N.C. Doubles Number of Tax Reviews For Large Families

May 25th, 2010 by Jason Categories: Hot Topics No Responses

From the Carolina Journal:

May 25, 2010

RALEIGH — For the second time in as many years, the North Carolina Department of Revenue is forcing large families to cough up copies of their children’s birth certificates and Social Security cards or else forfeit their tax refunds.

There’s one difference: tax auditors have doubled the number of families up for review this year, reigniting anger from parents concerned that it’s just a money-grab in tough budget times.

“I was really frustrated by the whole experience. It seems to just be a stall tactic,” said Jeanette Wilson, a home-school mother of six. “The most frustrating part for me is that it seems the burden of proof is on me.”

The reviews, intended to ensure that taxpayers aren’t gaming the system, kick in for families who claimed seven or more exemptions on their returns. Carolina Journal first reported the new move in May 2009.

“The Department has identified noncompliance trends among individual income tax returns that claim higher numbers of exemptions and erroneous filing status,” said department spokesman Thomas Beam.

In addition to copies of Social Security cards and birth certificates, auditors have asked for copies of taxpayers’ federal returns and statements indicating their relationship to, and the physical address of, all claimed dependents.

Taxpayers who file as head of household also are required to provide a divorce decree or custody agreement and document “proper support” for dependents not living under their roof.

Families are required to submit the information within 30 days or else their refund won’t be processed.

New families targeted

The Revenue Department tagged 7,125 returns for review in 2009. Auditors have upped the number to 14,356 returns this year. By mid-May, the review had saved $2.7 million in fraudulent refunds from going out, Beam said.

“The number of exemptions claimed on the tax return is only one of the criteria used to determine if additional information is necessary,” he said.

But that hasn’t stopped parents from claiming that the review is a way for a cash-strapped state to hang onto revenue as long as possible.

“The governor is using every legal means at her disposal to delay tax refunds from going out,” said homeschooling father John Walker.

Walker said his family has received the tax review request two years in a row, but auditors canceled the second request after learning that his information was verified and on file.

Others question the usefulness of the approach.
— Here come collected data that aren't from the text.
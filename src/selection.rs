//! 画像選択とプレビュー生成

use crate::error::{FoodDetectError, Result};
use food_detect_common::{encode_data_uri, Preview, SelectedImage};
use std::path::Path;
use tracing::{debug, warn};

/// 拡張子から宣言MIMEタイプを推定（不明なら空文字列）
pub fn guess_mime_type(path: &Path) -> &'static str {
    let ext = path
        .extension()
        .map(|e| e.to_string_lossy().to_lowercase())
        .unwrap_or_default();

    match ext.as_str() {
        "jpg" | "jpeg" | "jfif" => "image/jpeg",
        "png" => "image/png",
        "gif" => "image/gif",
        "webp" => "image/webp",
        "bmp" => "image/bmp",
        _ => "",
    }
}

/// プレビューを生成
///
/// 画像としてデコードできればData URLと寸法を返す。
/// デコードに失敗しても選択は有効なので `Preview::Unavailable` を返す。
pub fn build_preview(bytes: &[u8], mime_type: &str) -> Preview {
    match image::load_from_memory(bytes) {
        Ok(img) => {
            let mime = if mime_type.is_empty() {
                "application/octet-stream"
            } else {
                mime_type
            };
            Preview::Ready {
                data_uri: encode_data_uri(mime, bytes),
                width: img.width(),
                height: img.height(),
            }
        }
        Err(e) => Preview::Unavailable {
            reason: format!("プレビューを生成できません: {}", e),
        },
    }
}

/// ファイルを読み込んで選択画像を作る
pub async fn select_image(path: &Path, mime_override: Option<&str>) -> Result<SelectedImage> {
    if !path.is_file() {
        return Err(FoodDetectError::FileNotFound(path.display().to_string()));
    }

    let bytes = tokio::fs::read(path).await?;
    let file_name = path
        .file_name()
        .map(|n| n.to_string_lossy().to_string())
        .unwrap_or_default();
    let mime_type = mime_override
        .map(str::to_string)
        .unwrap_or_else(|| guess_mime_type(path).to_string());

    debug!(file = %file_name, mime = %mime_type, size = bytes.len(), "image selected");

    let mime_for_preview = mime_type.clone();
    let (bytes, preview) = tokio::task::spawn_blocking(move || {
        let preview = build_preview(&bytes, &mime_for_preview);
        (bytes, preview)
    })
    .await
    .map_err(|e| FoodDetectError::Encoding(format!("preview worker failed: {}", e)))?;

    if let Some(reason) = preview.warning() {
        warn!(file = %file_name, "{}", reason);
    }

    Ok(SelectedImage {
        file_name,
        mime_type,
        bytes,
        preview,
    })
}
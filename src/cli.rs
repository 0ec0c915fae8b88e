use clap::{Parser, Subcommand};
use std::path::PathBuf;

#[derive(Parser)]
#[command(name = "food-detect")]
#[command(about = "中央アジア料理の画像認識クライアント", long_about = None)]
pub struct Cli {
    #[command(subcommand)]
    pub command: Commands,

    /// 詳細ログを出力
    #[arg(short, long, global = true)]
    pub verbose: bool,
}

#[derive(Subcommand)]
pub enum Commands {
    /// 料理写真を送信して検出結果を表示
    Detect {
        /// 画像ファイルのパス
        #[arg(required = true)]
        image: PathBuf,

        /// 宣言MIMEタイプ（省略時は拡張子から推定）
        #[arg(long)]
        mime: Option<String>,

        /// エンドポイントURL（環境変数・設定ファイルより優先）
        #[arg(short, long)]
        endpoint: Option<String>,

        /// 検出枠付き画像の保存先
        #[arg(short, long)]
        save_image: Option<PathBuf>,

        /// 正規化済みレスポンスをJSONで出力
        #[arg(long)]
        json: bool,
    },

    /// 設定を表示/編集
    Config {
        /// エンドポイントURLを保存
        #[arg(long)]
        set_endpoint: Option<String>,

        /// 設定を表示
        #[arg(long)]
        show: bool,
    },
}

#[cfg(test)]
mod tests {
    use super::*;

    #[test]
    fn test_parse_detect() {
        let cli = Cli::try_parse_from([
            "food-detect",
            "detect",
            "plov.jpg",
            "--endpoint",
            "http://localhost:8080",
            "--json",
            "-v",
        ])
        .unwrap();
        assert!(cli.verbose);
        match cli.command {
            Commands::Detect { image, endpoint, json, mime, save_image } => {
                assert_eq!(image, PathBuf::from("plov.jpg"));
                assert_eq!(endpoint.as_deref(), Some("http://localhost:8080"));
                assert!(json);
                assert!(mime.is_none());
                assert!(save_image.is_none());
            }
            _ => panic!("expected detect"),
        }
    }

    #[test]
    fn test_detect_requires_image() {
        assert!(Cli::try_parse_from(["food-detect", "detect"]).is_err());
    }

    #[test]
    fn test_parse_config() {
        let cli = Cli::try_parse_from(["food-detect", "config", "--show"]).unwrap();
        assert!(matches!(cli.command, Commands::Config { show: true, set_endpoint: None }));
    }
}
use crate::error::{FoodDetectError, Result};
use serde::{Deserialize, Serialize};
use std::path::{Path, PathBuf};

/// エンドポイントURL（優先）
pub const INVOKE_URL_VAR: &str = "FOOD_DETECT_INVOKE_URL";
/// エンドポイントURL（フォールバック）
pub const API_URL_VAR: &str = "FOOD_DETECT_API_URL";

#[derive(Debug, Clone, Serialize, Deserialize, Default)]
pub struct Config {
    #[serde(default)]
    pub endpoint: Option<String>,
}

/// エンドポイントURLの取得元
#[derive(Debug, Clone, Copy, PartialEq, Eq)]
pub enum EndpointSource {
    Flag,
    InvokeUrlEnv,
    ApiUrlEnv,
    ConfigFile,
}

impl std::fmt::Display for EndpointSource {
    fn fmt(&self, f: &mut std::fmt::Formatter<'_>) -> std::fmt::Result {
        match self {
            EndpointSource::Flag => write!(f, "--endpoint"),
            EndpointSource::InvokeUrlEnv => write!(f, "{}", INVOKE_URL_VAR),
            EndpointSource::ApiUrlEnv => write!(f, "{}", API_URL_VAR),
            EndpointSource::ConfigFile => write!(f, "config file"),
        }
    }
}

/// 解決済みのエンドポイント
#[derive(Debug, Clone, PartialEq, Eq)]
pub struct Endpoint {
    pub url: String,
    pub source: EndpointSource,
}

impl Config {
    /// 既定の場所から読み込む（ファイルがなければ空の設定）
    pub fn load() -> Result<Self> {
        Self::load_from(&Self::config_path()?)
    }

    pub fn load_from(path: &Path) -> Result<Self> {
        match std::fs::read_to_string(path) {
            Ok(content) => Ok(serde_json::from_str(&content)?),
            Err(e) if e.kind() == std::io::ErrorKind::NotFound => Ok(Self::default()),
            Err(e) => Err(e.into()),
        }
    }

    pub fn save(&self) -> Result<()> {
        self.save_to(&Self::config_path()?)
    }

    pub fn save_to(&self, path: &Path) -> Result<()> {
        if let Some(dir) = path.parent() {
            std::fs::create_dir_all(dir)?;
        }
        std::fs::write(path, serde_json::to_string_pretty(self)?)?;
        Ok(())
    }

    /// `~/.config/food-detect/config.json`
    pub fn config_path() -> Result<PathBuf> {
        dirs::home_dir()
            .map(|home| home.join(".config").join("food-detect").join("config.json"))
            .ok_or_else(|| FoodDetectError::Config("ホームディレクトリが見つかりません".into()))
    }

    pub fn set_endpoint(&mut self, url: String) -> Result<()> {
        self.endpoint = Some(url);
        self.save()
    }

    /// 環境変数を参照してエンドポイントを解決
    pub fn resolve_endpoint(&self, flag: Option<&str>) -> Option<Endpoint> {
        self.resolve_endpoint_with(flag, |name| std::env::var(name).ok())
    }

    /// 優先順: フラグ → FOOD_DETECT_INVOKE_URL → FOOD_DETECT_API_URL → 設定ファイル
    ///
    /// 空文字列は未設定として扱う。
    pub fn resolve_endpoint_with<F>(&self, flag: Option<&str>, lookup: F) -> Option<Endpoint>
    where
        F: Fn(&str) -> Option<String>,
    {
        let candidates = [
            (flag.map(str::to_string), EndpointSource::Flag),
            (lookup(INVOKE_URL_VAR), EndpointSource::InvokeUrlEnv),
            (lookup(API_URL_VAR), EndpointSource::ApiUrlEnv),
            (self.endpoint.clone(), EndpointSource::ConfigFile),
        ];

        candidates.into_iter().find_map(|(value, source)| {
            value
                .map(|url| url.trim().to_string())
                .filter(|url| !url.is_empty())
                .map(|url| Endpoint { url, source })
        })
    }
}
Jeff Tracy, a father of five, called the reviews a “capricious witch hunt.”

“This is an extremely poor approach to catching fraudulent activity, since those committing fraud would have to be particularly bold or idiotic to fake so many exemptions that they couldn’t help but attract attention,” he said.
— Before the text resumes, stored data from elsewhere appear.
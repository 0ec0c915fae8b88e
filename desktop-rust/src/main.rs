mod app;
mod io;
mod model;

use app::{configure_fonts, DesktopApp};

fn main() -> eframe::Result<()> {
    tracing_subscriber::fmt()
        .with_env_filter(
            tracing_subscriber::EnvFilter::from_default_env()
                .add_directive(tracing::Level::INFO.into()),
        )
        .init();

    let options = eframe::NativeOptions {
        viewport: egui::ViewportBuilder::default()
            .with_inner_size([1100.0, 780.0])
            .with_title("Central Asian Cuisine - Food Recognition"),
        ..Default::default()
    };
    eframe::run_native(
        "Food Detect",
        options,
        Box::new(|cc| {
            configure_fonts(&cc.egui_ctx);
            Box::new(DesktopApp::default())
        }),
    )
}
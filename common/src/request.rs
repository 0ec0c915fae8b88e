//! エンドポイントへ送るリクエストの組み立て

use base64::{engine::general_purpose::STANDARD, Engine as _};
use serde::{Deserialize, Serialize};

/// リクエストの `content_type` トークン
#[derive(Debug, Clone, Copy, PartialEq, Eq, Default, Serialize, Deserialize)]
#[serde(rename_all = "lowercase")]
pub enum ContentType {
    #[default]
    Jpeg,
    Png,
    Gif,
}

impl ContentType {
    /// 宣言MIMEタイプからトークンを決定
    ///
    /// 部分一致を jpeg → png → gif の順で判定し、どれにも当たらなければ jpeg。
    /// 大文字小文字は区別する。
    pub fn from_mime(mime_type: &str) -> Self {
        if mime_type.contains("jpeg") {
            ContentType::Jpeg
        } else if mime_type.contains("png") {
            ContentType::Png
        } else if mime_type.contains("gif") {
            ContentType::Gif
        } else {
            ContentType::Jpeg
        }
    }

    pub fn as_str(&self) -> &'static str {
        match self {
            ContentType::Jpeg => "jpeg",
            ContentType::Png => "png",
            ContentType::Gif => "gif",
        }
    }
}

impl std::fmt::Display for ContentType {
    fn fmt(&self, f: &mut std::fmt::Formatter<'_>) -> std::fmt::Result {
        f.write_str(self.as_str())
    }
}

/// POSTボディ
#[derive(Debug, Clone, PartialEq, Serialize, Deserialize)]
pub struct AnalyzeRequest {
    /// Base64画像（Data URLプレフィックスなし）
    pub image_data: String,
    pub image_name: String,
    pub content_type: ContentType,
}

impl AnalyzeRequest {
    pub fn new(bytes: &[u8], image_name: &str, mime_type: &str) -> Self {
        Self {
            image_data: STANDARD.encode(bytes),
            image_name: image_name.to_string(),
            content_type: ContentType::from_mime(mime_type),
        }
    }
}

#[cfg(test)]
mod tests {
    use super::*;

    #[test]
    fn test_content_type_from_mime() {
        assert_eq!(ContentType::from_mime("image/jpeg"), ContentType::Jpeg);
        assert_eq!(ContentType::from_mime("image/pjpeg"), ContentType::Jpeg);
        assert_eq!(ContentType::from_mime("image/png"), ContentType::Png);
        assert_eq!(ContentType::from_mime("image/apng"), ContentType::Png);
        assert_eq!(ContentType::from_mime("image/gif"), ContentType::Gif);
    }

    #[test]
    fn test_content_type_defaults_to_jpeg() {
        assert_eq!(ContentType::from_mime(""), ContentType::Jpeg);
        assert_eq!(ContentType::from_mime("image/webp"), ContentType::Jpeg);
        assert_eq!(ContentType::from_mime("image/jpg"), ContentType::Jpeg);
        assert_eq!(ContentType::from_mime("application/octet-stream"), ContentType::Jpeg);
    }

    #[test]
    fn test_content_type_is_case_sensitive() {
        assert_eq!(ContentType::from_mime("IMAGE/PNG"), ContentType::Jpeg);
    }

    #[test]
    fn test_request_body_shape() {
        let request = AnalyzeRequest::new(b"hello", "plov.png", "image/png");
        let json = serde_json::to_value(&request).unwrap();
        assert_eq!(
            json,
            serde_json::json!({
                "image_data": "aGVsbG8=",
                "image_name": "plov.png",
                "content_type": "png"
            })
        );
    }
}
Lynn Young, a mother of 10 who is owed over $3,000 in state refunds, said the review is discriminatory because it targets taxpayers based on the number of kids they have.

“I can’t speak for them, but all evidence and all statements go to show that it’s just a delaying tactic,” she said.

Wilson said it should be irksome even for families that didn’t get a letter. “A large family is working even harder to make ends meet, and yet the state government can’t seem to manage money. It doesn’t seem just,” she said.

Tardy tax refunds

Similar to last year, the state has delayed tax refunds to help keep the budget scenario solvent. In an interview with CJ last year, Revenue Department Secretary Kenneth Lay said the review of high-exemption taxpayers has nothing to do with the late refunds.

“They are two separate issues,” said Lay, a former Bank of America executive. “They are somewhat related, because it has to do with tax collection and refunds, but they are not directly related to each other.”

Last year’s tax season was the first time the state required filers to document their exemptions. The department plans to keep information obtained through the review on file, just as it does with traditional audits.

Review gets noticed

At least one state has expressed interest in mirroring North Carolina’s policy. In e-mail correspondence last year, a supervisor with the Kentucky Department of Revenue requested more information on the state’s review method, particularly which documents auditors requested to prove a taxpayers’ dependents were legitimate.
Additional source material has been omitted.